Здравый смысл проявляется прежде всего в суждениях о правильном и неправильном, пригодном и негодном. Рассуждающий здраво человек не просто способен определять особенное с точки зрения общего, но знает, к чему оно действительно относится, т.е. видит вещи с правильной, справедливой, здоровой точки зрения. Авантюрист, легко просчитывающий людские слабости и всегда верно выбирающий объект для своих обманов, тем не менее не является носителем здравого суждения в полном смысле слова.

С помощью здравого смысла судят, опираясь не на общие предписания разума, а, скорее, на убедительные примеры. Поэтому важнейшее значение для здравого смысла имеют история и опыт жизни. Ему нельзя научить; чтобы его развить, нужны только упражнения.

Хотя здравый смысл присутствует в первую очередь в социальной жизни, по своей природе он более универсален, так как способен судить о любой деятельности и ее результатах, включая теоретическую деятельность и ее результаты – сменяющие друг друга теории и концепции. Однако в собственно теоретической области здравый смысл ненадежный советчик. От современных теорий резоннее требовать парадоксальности, т.е. разрыва с ортодоксальным, чем соответствия устоявшимся представлениям о мире, суммируемым здравым смыслом ученого. Апелляция к здравому смыслу неизбежна в гуманитарных науках, вплетенных в историческую традицию и являющихся не

только ее пониманием, но и ее продолжением. Но эта апелляция редка и ненадежна в естественных науках, стремящихся абстрагироваться от своей истории.

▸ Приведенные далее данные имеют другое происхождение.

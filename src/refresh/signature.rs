//! Refresh eligibility: component signatures and export shapes.

use std::fmt;

use rustc_hash::FxHashSet;
use serde::{Deserialize, Serialize};

/// Exports of one module version, keyed by export name.
pub type ModuleExports = serde_json::Map<String, serde_json::Value>;

/// Opaque identity of a component version.
///
/// Callers usually pass a content hash; equal signatures mean the
/// component's hook layout did not change.
#[derive(Debug, Clone, PartialEq, Eq, Hash, Serialize, Deserialize)]
#[serde(transparent)]
pub struct Signature(String);

impl Signature {
    pub fn new(value: impl Into<String>) -> Self {
        Self(value.into())
    }

    /// Signature of a source text (blake3, first 16 hex chars).
    pub fn of(source: impl AsRef<[u8]>) -> Self {
        let hash = blake3::hash(source.as_ref());
        Self(hex::encode(&hash.as_bytes()[..8]))
    }

    pub fn as_str(&self) -> &str {
        &self.0
    }
}

impl fmt::Display for Signature {
    fn fmt(&self, f: &mut fmt::Formatter<'_>) -> fmt::Result {
        f.write_str(&self.0)
    }
}

impl From<&str> for Signature {
    fn from(value: &str) -> Self {
        Self::new(value)
    }
}

/// True when both versions export exactly the same names.
pub fn same_export_shape(old: &ModuleExports, new: &ModuleExports) -> bool {
    if old.len() != new.len() {
        return false;
    }
    let old_keys: FxHashSet<&str> = old.keys().map(String::as_str).collect();
    new.keys().all(|key| old_keys.contains(key.as_str()))
}
//! Configuration utility functions.

use std::path::{Path, PathBuf};

/// Find config file by searching upward from `start`
///
/// Walks up parent directories until finding `config_name`.
/// Returns the absolute path to the config file if found.
///
/// # Example
/// ```text
/// /home/user/app/src/pages/   ← start
/// /home/user/app/hmr.toml     ← found!
/// ```
pub fn find_config_file(config_name: &Path, start: &Path) -> Option<PathBuf> {
    if config_name.is_absolute() {
        return config_name.exists().then(|| config_name.to_path_buf());
    }

    let mut current = start;
    loop {
        let candidate = current.join(config_name);
        if candidate.exists() {
            return Some(candidate);
        }

        match current.parent() {
            Some(parent) => current = parent,
            None => return None,
        }
    }
}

Вкус. Аргументация к вкусу – это обращение к чувству вкуса, имеющемуся у аудитории и способному склонить ее к принятию выдвинутого положения.

Понятие вкуса существенно уже понятия здравого смысла. Вкус проявляется только в отношении совершенства каких-то вещей и опирается на непосредственное чувство, а не на рассуждение. И. Кант характеризовал вкус как «чувственное определение совершенства».

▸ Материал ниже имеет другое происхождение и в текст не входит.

//! `serve` command: watch sources and push updates over WebSocket.
//!
//! ```text
//! FileWatcher ──> Vec<FileChange> ──> serve loop ──┬─> manifest changed: rebuild graph
//!                                                  └─> source changed: HmrEngine::handle_update
//! Ctrl+C ──> shutdown channel ──> serve loop exits ──> HmrEngine::close
//! ```

use std::path::Path;

use anyhow::{Context, Result};
use tokio::sync::mpsc;

use crate::config::HmrConfig;
use crate::hmr::{HmrEngine, HmrUpdate};
use crate::logger::{status_error, status_success, status_unchanged, status_warning};
use crate::manifest::{Manifest, resolve_file};
use crate::server::start_ws_server;
use crate::watch::{ChangeKind, FileChange, FileWatcher};
use crate::{debug, log};

pub fn run_serve(config: &HmrConfig) -> Result<()> {
    let runtime = tokio::runtime::Builder::new_multi_thread()
        .enable_all()
        .build()
        .context("failed to start async runtime")?;
    runtime.block_on(serve(config))
}

async fn serve(config: &HmrConfig) -> Result<()> {
    let options = config
        .engine_options()
        .with_on_error(|e| status_error("update failed", &format!("{:#}", e)));
    let engine = HmrEngine::new(options)?;

    load_manifest(&engine, config);

    let addr = start_ws_server(config.serve.interface, config.serve.port, engine.clone())?;
    log!("serve"; "listening on ws://{}", addr);

    let (shutdown_tx, mut shutdown_rx) = mpsc::channel::<()>(1);
    ctrlc::set_handler(move || {
        let _ = shutdown_tx.try_send(());
    })
    .map_err(|e| anyhow::anyhow!("failed to set Ctrl+C handler: {}", e))?;

    let watcher = FileWatcher::new(
        config.serve.watch.clone(),
        vec![config.serve.manifest.clone()],
    )
    .context("failed to start file watcher")?;
    let (change_tx, mut change_rx) = mpsc::channel(16);
    tokio::spawn(watcher.run(change_tx));

    loop {
        tokio::select! {
            biased;
            _ = shutdown_rx.recv() => break,
            batch = change_rx.recv() => match batch {
                Some(changes) => on_changes(&engine, config, changes).await,
                None => break,
            },
        }
    }

    log!("serve"; "shutting down...");
    engine.close();
    Ok(())
}

/// Replace the graph from the manifest, keeping the old graph on failure.
fn load_manifest(engine: &HmrEngine, config: &HmrConfig) {
    let path = &config.serve.manifest;
    if !path.exists() {
        log!("warning"; "{} not found, every change will reload", config.root_relative(path).display());
        return;
    }

    let result = Manifest::load(path).and_then(|manifest| manifest.apply(engine, config.get_root()));
    match result {
        Ok(count) => log!("manifest"; "loaded {} module(s)", count),
        Err(e) => status_error("manifest rejected", &format!("{:#}", anyhow::Error::from(e))),
    }
}

async fn on_changes(engine: &HmrEngine, config: &HmrConfig, changes: Vec<FileChange>) {
    let (manifest, sources): (Vec<_>, Vec<_>) = changes
        .into_iter()
        .partition(|change| is_manifest(&change.path, &config.serve.manifest));

    if manifest.iter().any(|c| c.kind != ChangeKind::Removed) {
        load_manifest(engine, config);
    }

    for change in sources {
        let file = resolve_file(config.get_root(), &change.path);
        debug!("watch"; "{} {}", change.kind.label(), config.root_relative(&change.path).display());

        let updates = engine.handle_update(&file).await;
        report(config, &change.path, &updates);
    }
}

fn is_manifest(path: &Path, manifest: &Path) -> bool {
    path == manifest
}

fn report(config: &HmrConfig, path: &Path, updates: &[HmrUpdate]) {
    let display = config.root_relative(path);
    let display = display.display();

    if updates.is_empty() {
        status_unchanged(&format!("{}: nothing sent", display));
    } else if updates.iter().any(HmrUpdate::is_full_reload) {
        status_warning(&format!("{}: full reload", display));
    } else {
        let boundaries: Vec<_> = updates
            .iter()
            .filter_map(|u| u.accepted_path.as_deref())
            .collect();
        status_success(&format!("{} -> {}", display, boundaries.join(", ")));
    }
}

Хороший вкус не является субъективным, он предполагает способность дистанцироваться от себя самого и групповых пристрастий. Можно отдавать чему-то предпочтение, несмотря на неприятие этого собственным вкусом.

Вкус – не простое своеобразие подхода индивида к оцениваемому им явлению. Он всегда стремится стать хорошим и реализовать свое притязание на всеобщность. Люди с хорошим вкусом уверены в своих суждениях, они принимают и отвергают, не зная колебаний, не оглядываясь на других и не подыскивая оснований.

Понятию хорошего вкуса противостоит понятие отсутствия вкуса, а не понятие плохого вкуса. Хороший вкус – это такой тип восприятия, при котором все утрированное избегается настолько естественно, что эта реакция но меньшей мере непонятна тем, у кого его нет.

Широко распространено мнение, что о вкусах не спорят: приговор с точки зрения вкуса обладает своеобразной непререкаемостью. Однако принцип «о вкусах не спорят» не является верным в своей общей формулировке.

Споры о вкусах достаточно обычны. Эстетика и художественная критика представляют собой именно такие споры. Когда выражают сомнение в возможности или эффективности споров, имеют в виду, скорее, лишь их особые случаи, не относящиеся к суждениям вкуса.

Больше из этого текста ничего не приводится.